- Work item
Below are entries; work out how many of their lines hold "filename", giving only that number.

[The data — start]

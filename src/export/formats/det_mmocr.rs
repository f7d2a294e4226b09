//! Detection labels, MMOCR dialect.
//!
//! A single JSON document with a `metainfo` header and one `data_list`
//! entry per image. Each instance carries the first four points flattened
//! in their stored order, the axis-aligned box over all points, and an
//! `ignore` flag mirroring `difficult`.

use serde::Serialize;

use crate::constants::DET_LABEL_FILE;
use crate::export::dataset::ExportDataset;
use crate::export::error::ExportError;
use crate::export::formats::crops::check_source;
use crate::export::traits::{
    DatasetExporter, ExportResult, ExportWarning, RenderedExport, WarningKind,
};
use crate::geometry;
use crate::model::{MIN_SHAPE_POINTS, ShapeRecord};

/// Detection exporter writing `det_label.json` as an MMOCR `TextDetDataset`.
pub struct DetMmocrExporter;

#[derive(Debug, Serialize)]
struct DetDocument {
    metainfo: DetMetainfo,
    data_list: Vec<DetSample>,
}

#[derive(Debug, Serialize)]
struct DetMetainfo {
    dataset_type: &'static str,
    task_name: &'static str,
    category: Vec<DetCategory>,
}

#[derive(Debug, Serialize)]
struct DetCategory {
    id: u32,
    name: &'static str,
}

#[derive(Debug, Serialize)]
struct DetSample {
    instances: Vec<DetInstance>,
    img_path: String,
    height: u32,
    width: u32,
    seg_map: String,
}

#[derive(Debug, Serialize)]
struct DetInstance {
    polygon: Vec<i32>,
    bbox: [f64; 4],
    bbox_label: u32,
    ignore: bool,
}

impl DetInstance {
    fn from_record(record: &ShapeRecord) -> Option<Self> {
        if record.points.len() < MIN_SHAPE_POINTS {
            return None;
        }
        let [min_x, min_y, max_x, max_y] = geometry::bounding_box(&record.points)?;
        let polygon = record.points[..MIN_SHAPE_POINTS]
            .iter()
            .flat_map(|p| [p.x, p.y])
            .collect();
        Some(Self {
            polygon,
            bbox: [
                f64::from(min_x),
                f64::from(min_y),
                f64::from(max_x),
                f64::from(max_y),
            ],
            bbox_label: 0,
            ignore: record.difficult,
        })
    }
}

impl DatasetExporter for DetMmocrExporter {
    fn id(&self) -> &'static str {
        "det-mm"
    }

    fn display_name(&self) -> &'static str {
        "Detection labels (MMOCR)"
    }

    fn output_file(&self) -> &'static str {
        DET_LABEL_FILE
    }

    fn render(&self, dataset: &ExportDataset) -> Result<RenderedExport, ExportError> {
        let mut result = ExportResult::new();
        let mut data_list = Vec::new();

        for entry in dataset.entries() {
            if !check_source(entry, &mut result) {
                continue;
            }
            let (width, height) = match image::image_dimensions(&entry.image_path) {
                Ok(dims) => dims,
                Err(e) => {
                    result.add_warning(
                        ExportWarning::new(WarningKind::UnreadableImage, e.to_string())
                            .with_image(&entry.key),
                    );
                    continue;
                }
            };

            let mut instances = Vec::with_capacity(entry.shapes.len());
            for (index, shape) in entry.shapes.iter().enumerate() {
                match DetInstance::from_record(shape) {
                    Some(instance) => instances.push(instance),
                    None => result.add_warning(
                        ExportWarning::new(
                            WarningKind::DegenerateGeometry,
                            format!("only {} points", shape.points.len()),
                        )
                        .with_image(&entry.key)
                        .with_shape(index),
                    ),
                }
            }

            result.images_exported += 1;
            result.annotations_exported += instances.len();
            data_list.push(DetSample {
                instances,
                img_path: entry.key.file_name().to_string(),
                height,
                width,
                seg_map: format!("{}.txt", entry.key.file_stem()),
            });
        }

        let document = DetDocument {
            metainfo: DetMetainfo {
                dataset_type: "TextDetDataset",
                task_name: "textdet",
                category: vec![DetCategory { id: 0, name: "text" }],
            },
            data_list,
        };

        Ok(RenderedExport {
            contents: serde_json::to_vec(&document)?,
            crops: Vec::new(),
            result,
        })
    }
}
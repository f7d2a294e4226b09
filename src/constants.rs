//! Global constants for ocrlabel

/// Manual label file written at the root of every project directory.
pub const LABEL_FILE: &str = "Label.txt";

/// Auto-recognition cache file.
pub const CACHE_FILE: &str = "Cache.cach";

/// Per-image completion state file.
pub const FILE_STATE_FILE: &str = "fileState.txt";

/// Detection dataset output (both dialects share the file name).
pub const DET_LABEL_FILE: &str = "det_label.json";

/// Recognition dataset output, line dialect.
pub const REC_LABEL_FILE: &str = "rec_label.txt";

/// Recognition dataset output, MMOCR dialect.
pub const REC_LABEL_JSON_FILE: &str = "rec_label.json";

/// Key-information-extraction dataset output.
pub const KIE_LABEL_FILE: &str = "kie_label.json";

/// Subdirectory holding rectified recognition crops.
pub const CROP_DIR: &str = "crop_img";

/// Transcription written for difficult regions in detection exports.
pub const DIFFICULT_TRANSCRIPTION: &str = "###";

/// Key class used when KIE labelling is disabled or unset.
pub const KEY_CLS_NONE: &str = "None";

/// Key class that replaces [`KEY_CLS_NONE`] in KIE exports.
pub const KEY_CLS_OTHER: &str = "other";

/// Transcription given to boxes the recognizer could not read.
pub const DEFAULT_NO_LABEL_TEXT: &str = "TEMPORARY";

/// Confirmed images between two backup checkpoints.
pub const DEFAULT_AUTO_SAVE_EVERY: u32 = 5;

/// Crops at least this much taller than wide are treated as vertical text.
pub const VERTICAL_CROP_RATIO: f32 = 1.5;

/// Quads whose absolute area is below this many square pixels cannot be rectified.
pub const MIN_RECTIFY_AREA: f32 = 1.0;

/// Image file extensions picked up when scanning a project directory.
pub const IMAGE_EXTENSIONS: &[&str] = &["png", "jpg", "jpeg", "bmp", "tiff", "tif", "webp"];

[The data — finish]

- Answer section
2